Quais são os requisitos exigidos pela Guiné-Bissau, para a importação dos produtos da pesca?

Qualquer que seja a empresa de pesca estrangeira que queira exportar os seus produtos de pesca para o nosso país, deve consultar, previamente as leis vigentes na Guiné-Bissau nessa matéria, nomeadamente o Regulamento de Inspeção do Pescado.

O Regulamento de Inspeção do Pescado da Guiné-Bissau (RIP), instituído pelo Decreto-Lei n° 9/2011 de 07 de junho, estabelece inequivocamente os requisitos exigidos nos seus artigos 28°, 29° e 30° respetivamente, os Requisitos Sanitários, Inspeção do Pescado Importado e o Controlo de Pescado Importado.

O exportador deve apresentar um certificado sanitário emitido pela autoridade competente do país de origem do produto para a sua comercialização no nosso país.

De uma forma geral, todos os países do mundo, tem as suas regras para importação dos produtos da pesca e/ou géneros alimentícios. Em certos casos, essas regras são mais exigentes e restritivas no que noutros.

Caso as empresas de pesca da Guiné-Bissau, queiram exportar o seu pescado, devem conformar-se, com os requisitos impostos, pelo país do destino.

As empresas de pesca da Guiné-Bissau, que exportam os seus produtos da pesca para a nossa sub-região e para a Ásia, têm cumprido:

  1. Com as leis vigentes no nosso país, RIP (por isso obtêm a certificação sanitária dos seus produtos para a exportação) e;
  2. Com as leis vigentes nos diferentes países de destino dos seus produtos.

PORQUE É QUE AS EMPRESAS DE PESCA NACIONAIS NÃO CONSEGUIRAM ATÉ AGORA, EXPORTAR OS SEUS PRODUTOS DA PESCA PARA O MERCADO DA UNIÃO EUROPEIA?
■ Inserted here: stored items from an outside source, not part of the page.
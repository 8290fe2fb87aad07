// Copyright 2025 the Heatgrid Authors
// SPDX-License-Identifier: Apache-2.0 OR MIT

//! Widget configuration.

use heatgrid_text::TextStyle;
use serde::{Deserialize, Serialize};

use crate::error::ConfigError;
use crate::label::DEFAULT_MAX_LABEL_CHARS;
use crate::shape::MalformedRecordPolicy;

/// Per-side pixel margins around the cell grid.
///
/// Sides left out of a JSON object keep the base margins of [`Margins::default`].
#[derive(Clone, Copy, Debug, PartialEq, Serialize, Deserialize)]
#[serde(default)]
pub struct Margins {
    /// Top margin.
    pub top: f64,
    /// Left margin.
    pub left: f64,
    /// Right margin.
    pub right: f64,
    /// Bottom margin.
    pub bottom: f64,
}

impl Margins {
    /// Creates margins from explicit values.
    #[must_use]
    pub fn new(top: f64, left: f64, right: f64, bottom: f64) -> Self {
        Self {
            top,
            left,
            right,
            bottom,
        }
    }
}

impl Default for Margins {
    /// Five pixels on the left and at the bottom, nothing elsewhere.
    fn default() -> Self {
        Self::new(0.0, 5.0, 0.0, 5.0)
    }
}

/// Heat-map widget settings.
///
/// Every field has a default, so a partial JSON object is a valid configuration.
#[derive(Clone, Debug, PartialEq, Serialize, Deserialize)]
#[serde(default, rename_all = "camelCase")]
pub struct HeatmapConfig {
    /// Base margins; measured axis labels are added on top of these.
    pub margins: Margins,
    /// Gap between the x-axis labels and the grid.
    pub x_label_margin: f64,
    /// Gap between the y-axis labels and the grid.
    pub y_label_margin: f64,
    /// Style used to measure and draw axis labels.
    pub axis_label_style: TextStyle,
    /// Style used to fit and draw per-cell value labels.
    ///
    /// It becomes the series label of the render option, so the engine fits cell
    /// labels with whatever style the option it renders carries.
    pub cell_label_style: TextStyle,
    /// Axis labels longer than this many characters are truncated.
    pub max_label_chars: usize,
    /// Cells whose smaller side is at or below this many pixels are drawn without
    /// borders or split lines.
    pub fine_grid_threshold: f64,
    /// What to do with records that have no category for an axis.
    pub malformed_records: MalformedRecordPolicy,
}

impl Default for HeatmapConfig {
    fn default() -> Self {
        Self {
            margins: Margins::default(),
            x_label_margin: 8.0,
            y_label_margin: 8.0,
            axis_label_style: TextStyle::new(12.0),
            cell_label_style: TextStyle::new(12.0),
            max_label_chars: DEFAULT_MAX_LABEL_CHARS,
            fine_grid_threshold: 5.0,
            malformed_records: MalformedRecordPolicy::default(),
        }
    }
}

impl HeatmapConfig {
    /// Parses a configuration from JSON, filling unspecified fields with defaults.
    pub fn from_json(json: &str) -> Result<Self, ConfigError> {
        let config: Self = serde_json::from_str(json)?;
        config.validate()?;
        Ok(config)
    }

    /// Checks that every pixel quantity is finite and non-negative.
    pub fn validate(&self) -> Result<(), ConfigError> {
        let fields = [
            ("margins.top", self.margins.top),
            ("margins.left", self.margins.left),
            ("margins.right", self.margins.right),
            ("margins.bottom", self.margins.bottom),
            ("xLabelMargin", self.x_label_margin),
            ("yLabelMargin", self.y_label_margin),
            ("axisLabelStyle.fontSize", self.axis_label_style.font_size),
            ("cellLabelStyle.fontSize", self.cell_label_style.font_size),
            ("fineGridThreshold", self.fine_grid_threshold),
        ];
        for (field, value) in fields {
            if !value.is_finite() || value < 0.0 {
                return Err(ConfigError::OutOfRange { field, value });
            }
        }
        Ok(())
    }

    /// Sets the base margins.
    #[must_use]
    pub fn with_margins(mut self, margins: Margins) -> Self {
        self.margins = margins;
        self
    }

    /// Sets the gap between axis labels and the grid for both axes.
    #[must_use]
    pub fn with_label_margins(mut self, x: f64, y: f64) -> Self {
        self.x_label_margin = x;
        self.y_label_margin = y;
        self
    }

    /// Sets the axis label style.
    #[must_use]
    pub fn with_axis_label_style(mut self, style: TextStyle) -> Self {
        self.axis_label_style = style;
        self
    }

    /// Sets the cell label style.
    #[must_use]
    pub fn with_cell_label_style(mut self, style: TextStyle) -> Self {
        self.cell_label_style = style;
        self
    }

    /// Sets the axis label character limit.
    #[must_use]
    pub fn with_max_label_chars(mut self, max_label_chars: usize) -> Self {
        self.max_label_chars = max_label_chars;
        self
    }

    /// Sets the cell size at or below which borders and split lines are hidden.
    #[must_use]
    pub fn with_fine_grid_threshold(mut self, threshold: f64) -> Self {
        self.fine_grid_threshold = threshold;
        self
    }

    /// Sets the malformed-record policy.
    #[must_use]
    pub fn with_malformed_records(mut self, policy: MalformedRecordPolicy) -> Self {
        self.malformed_records = policy;
        self
    }
}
A orientação para a exportação dos produtos da pesca da Guiné-Bissau, para o mercado da União Europeia, deve-se ao facto de mantermos um acordo de pesca desde a década de 80, agora chamado de Acordo de Parceria de Pesca Durável (APPD).

A União Europeia é um dos maiores consumidores do pescado do mundo. Contando para isso com um mercado competitivo e exigente em matéria das importações de géneros alimentícios, incluindo o pescado.
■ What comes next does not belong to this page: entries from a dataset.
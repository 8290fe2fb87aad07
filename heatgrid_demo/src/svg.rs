// Copyright 2025 the Heatgrid Authors
// SPDX-License-Identifier: Apache-2.0 OR MIT

//! Minimal SVG dump of a headless heat-map scene.

use heatgrid::{GRID_LINE_COLOR, HeatmapOption, RenderedLabel, Scene, escape_markup};
use kurbo::Size;

pub(crate) fn to_svg_string(scene: &Scene, option: &HeatmapOption, view: Size) -> String {
    let mut out = String::new();
    out.push_str(r#"<svg xmlns="http://www.w3.org/2000/svg" "#);
    out.push_str(&format!(
        r#"viewBox="0 0 {w} {h}" width="{w}" height="{h}" preserveAspectRatio="xMinYMin meet">"#,
        w = view.width,
        h = view.height,
    ));
    out.push('\n');

    let cell_font_size = option.series.label.style.font_size;
    for cell in &scene.cells {
        let r = cell.rect;
        out.push_str(&format!(
            r#"<rect x="{}" y="{}" width="{}" height="{}" fill="{}""#,
            r.x0,
            r.y0,
            r.width(),
            r.height(),
            escape_markup(&cell.fill),
        ));
        if cell.border_width > 0.0 {
            out.push_str(&format!(
                r#" stroke="{GRID_LINE_COLOR}" stroke-width="{}""#,
                cell.border_width
            ));
        }
        out.push_str("/>\n");
        if !cell.label.is_empty() {
            let center = r.center();
            out.push_str(&format!(
                r#"<text x="{}" y="{}" font-size="{}" dominant-baseline="middle" text-anchor="middle" fill="{}">{}</text>"#,
                center.x,
                center.y,
                cell_font_size,
                escape_markup(&cell.label_color),
                escape_markup(&cell.label),
            ));
            out.push('\n');
        }
    }

    let font_size = option.x_axis.axis_label.font_size;
    for label in &scene.x_labels {
        // Vertical labels read bottom to top and end at the grid.
        let anchor = if label.rotate == 0.0 { "middle" } else { "start" };
        write_label(&mut out, label, font_size, anchor, "alphabetic");
    }
    let font_size = option.y_axis.axis_label.font_size;
    for label in &scene.y_labels {
        write_label(&mut out, label, font_size, "end", "middle");
    }

    out.push_str("</svg>\n");
    out
}

fn write_label(out: &mut String, label: &RenderedLabel, font_size: f64, anchor: &str, baseline: &str) {
    let p = label.anchor;
    out.push_str(&format!(
        r#"<text x="{}" y="{}" font-size="{font_size}" dominant-baseline="{baseline}" text-anchor="{anchor}""#,
        p.x, p.y
    ));
    if label.rotate != 0.0 {
        out.push_str(&format!(r#" transform="rotate({} {} {})""#, label.rotate, p.x, p.y));
    }
    out.push('>');
    out.push_str(&escape_markup(&label.text));
    out.push_str("</text>\n");
}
Em 2011, a harmonização da legislação guineense sobretudo com os novos pacotes higiene da União Europeia, permitiu a Guiné-Bissau ter uma legislação em matéria higio-sanitária e controlo de qualidade dos produtos da pesca, igual ou equivalente as da União Europeia, abrindo-se o leque para a exportação desses produtos para outras regiões, que é o que acontece atualmente com algumas empresas na Guiné-Bissau.

Deve-se antes de mais referir, que as exportações dos produtos de pesca, das empresas guineenses para a sub-região e Ásia, têm-se cingido basicamente nos produtos da pesca artesanal, sobretudo através das três empresas instaladas localmente em Cacine, Cacheu e Buba que exportam pescado congelado, via contentores frigoríficos através do porto de Bissau, diretamente para a Ásia.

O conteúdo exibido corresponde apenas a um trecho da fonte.